Manage libraries for Apache Spark pools in Azure Synapse Analytics
After you identify the Scala, Java, R (Preview), or Python packages that you would like to use or update for your Spark application, you can install or remove them from a Spark pool. Pool-level libraries are available to all notebooks and jobs running on the pool.
There are two primary ways to install a library on a Spark pool:
- Install a workspace library that's been uploaded as a workspace package.
- To update Python libraries, provide a requirements.txt or Conda environment.yml environment specification file to install packages from repositories like PyPI or Conda-Forge. For more information, see the Environment specification formats section.
After the changes are saved, a Spark job runs the installation and caches the resulting environment for later reuse. Once the job is complete, new Spark jobs or notebook sessions use the updated pool libraries.
Important
- If the package you're installing is large or takes a long time to install, the Spark instance startup time is affected.
- Altering the PySpark, Python, Scala/Java, .NET, R, or Spark version isn't supported.
- Installing packages from external repositories like PyPI, Conda-Forge, or the default Conda channels isn't supported within data exfiltration protection enabled workspaces.
Manage packages from Synapse Studio or Azure portal
Spark pool libraries can be managed either from Synapse Studio or the Azure portal.
In the Azure portal, navigate to your Azure Synapse Analytics workspace.
From the Analytics pools section, select the Apache Spark pools tab and select a Spark pool from the list.
Select the Packages from the Settings section of the Spark pool.
For Python feed libraries, upload the environment configuration file using the file selector in the Packages section of the page.
You can also select additional workspace packages to add Jar, Wheel, or Tar.gz files to your pool.
You can also remove deprecated packages from Workspace packages section, then your pool no longer attaches these packages.
After you save your changes, a system job is triggered to install and cache the specified libraries. This process helps reduce overall session startup time.
After the job successfully completes, all new sessions pick up the updated pool libraries.
Important
By selecting the option to Force new settings, you're ending all current sessions for the selected Spark pool. Once the sessions are ended, you must wait for the pool to restart.
If this setting is unchecked, then you need to wait for the current Spark session to end or stop it manually. After the session ends, you need to let the pool restart.
Track installation progress
A system reserved Spark job is initiated each time a pool is updated with a new set of libraries. This Spark job helps monitor the status of the library installation. If the installation fails due to library conflicts or other issues, the Spark pool reverts to its previous or default state.
In addition, users can inspect the installation logs to identify dependency conflicts or see which libraries were installed during the pool update.
To view these logs:
In Synapse Studio, navigate to the Spark applications list in the Monitor tab.
Select the system Spark application job that corresponds to your pool update. These system jobs run under the SystemReservedJob-LibraryManagement title.
Switch to view the driver and stdout logs.
The results contain the logs related to the installation of your dependencies.
Environment specification formats
PIP requirements.txt
A requirements.txt file (output from the pip freeze
command) can be used to upgrade the environment. When a pool is updated, the packages listed in this file are downloaded from PyPI. The full dependencies are then cached and saved for later reuse of the pool.
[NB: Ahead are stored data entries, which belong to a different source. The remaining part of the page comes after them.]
use std::fs;
use std::path::PathBuf;
use crate::config::constants::{CONFIG_DIR_NAME, CONFIG_FILE_NAME, SUPPORTED_REPORT_FORMATS};
use crate::errors::{MlConnectError, MlConnectResult, ResultExt};
use crate::structs::config::config::Config;

pub struct ConfigManager;

impl ConfigManager {

    pub fn load() -> MlConnectResult<Config> {
        let config_path = Self::config_file_path();

        if let Some(path) = &config_path {
            if path.exists() {
                log::info!("📋 Loading config from: {}", path.display());
                let content = fs::read_to_string(path).map_err(|e| {
                    MlConnectError::ConfigurationFileError {
                        path: path.display().to_string(),
                        reason: e.to_string(),
                    }
                })?;
                let config: Config =
                    toml::from_str(&content).with_context("loading configuration")?;
                return Ok(config);
            }
        }

        Ok(Config::default())
    }

    pub fn create_sample_config() -> MlConnectResult<PathBuf> {
        let sample_config = r#"# MLConnect Configuration

[analysis]
# Timeout for workspace-level and list queries (seconds)
workspace_timeout_secs = 60

# Timeout for per-resource detail queries (seconds)
resource_timeout_secs = 30

# Show per-step descriptions during analysis
verbose = false

[output]
# Directory where connectivity reports are written
reports_dir = "connectivity-reports"

# Report representations to generate
formats = ["markdown", "json"]
"#;

        let config_dir = Self::config_dir_path().ok_or_else(|| {
            MlConnectError::system_error("config initialization", "Could not determine home directory")
        })?;
        let config_path = config_dir.join(CONFIG_FILE_NAME);

        fs::create_dir_all(&config_dir)?;
        fs::write(&config_path, sample_config)?;
        log::info!("✅ Created sample config at: {}", config_path.display());

        Ok(config_path)
    }

    pub fn validate_config(config: &Config) -> Result<(), Vec<String>> {
        let mut errors = Vec::new();

        if config.output.reports_dir.trim().is_empty() {
            errors.push("Output reports_dir must not be empty".to_string());
        }

        for format in &config.output.formats {
            if !SUPPORTED_REPORT_FORMATS.contains(&format.as_str()) {
                errors.push(format!(
                    "Unsupported report format '{}' (supported: {})",
                    format,
                    SUPPORTED_REPORT_FORMATS.join(", ")
                ));
            }
        }

        if config.analysis.workspace_timeout_secs == 0 {
            errors.push("analysis.workspace_timeout_secs must be greater than zero".to_string());
        }
        if config.analysis.resource_timeout_secs == 0 {
            errors.push("analysis.resource_timeout_secs must be greater than zero".to_string());
        }

        if errors.is_empty() {
            Ok(())
        } else {
            Err(errors)
        }
    }

    fn config_dir_path() -> Option<PathBuf> {
        dirs::home_dir().map(|d| d.join(CONFIG_DIR_NAME))
    }

    fn config_file_path() -> Option<PathBuf> {
        Self::config_dir_path().map(|d| d.join(CONFIG_FILE_NAME))
    }
}

#[cfg(test)]
mod tests {
    use super::*;

    #[test]
    fn default_config_validates() {
        let config = Config::default();
        assert!(ConfigManager::validate_config(&config).is_ok());
    }

    #[test]
    fn empty_reports_dir_is_rejected() {
        let mut config = Config::default();
        config.output.reports_dir = "  ".to_string();
        let errors = ConfigManager::validate_config(&config).unwrap_err();
        assert_eq!(errors.len(), 1);
        assert!(errors[0].contains("reports_dir"));
    }

    #[test]
    fn unknown_format_and_zero_timeout_are_rejected() {
        let mut config = Config::default();
        config.output.formats = vec!["pdf".to_string()];
        config.analysis.resource_timeout_secs = 0;
        let errors = ConfigManager::validate_config(&config).unwrap_err();
        assert_eq!(errors.len(), 2);
    }

    #[test]
    fn sample_config_parses_back() {
        let sample = r#"
[analysis]
workspace_timeout_secs = 45

[output]
reports_dir = "out"
"#;
        let config: Config = toml::from_str(sample).unwrap();
        assert_eq!(config.analysis.workspace_timeout_secs, 45);
        assert_eq!(config.analysis.resource_timeout_secs, 30);
        assert_eq!(config.output.reports_dir, "out");
        assert_eq!(config.output.formats, vec!["markdown", "json"]);
    }
}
The following snippet shows the format for the requirements file. The PyPI package name is listed along with an exact version. This file follows the format described in the pip freeze reference documentation.
This example pins a specific version.
absl-py==0.7.0
adal==1.2.1
alabaster==0.7.10
YML format
In addition, you can provide an environment.yml file to update the pool environment. The packages listed in this file are downloaded from the default Conda channels, Conda-Forge, and PyPI. You can specify other channels or remove the default channels by using the configuration options.
This example specifies the channels and Conda/PyPI dependencies.
name: stats2
channels:
- defaults
dependencies:
- bokeh
- numpy
- pip:
- matplotlib
- koalas==1.7.0
For details on creating an environment from this environment.yml file, see Activating an environment.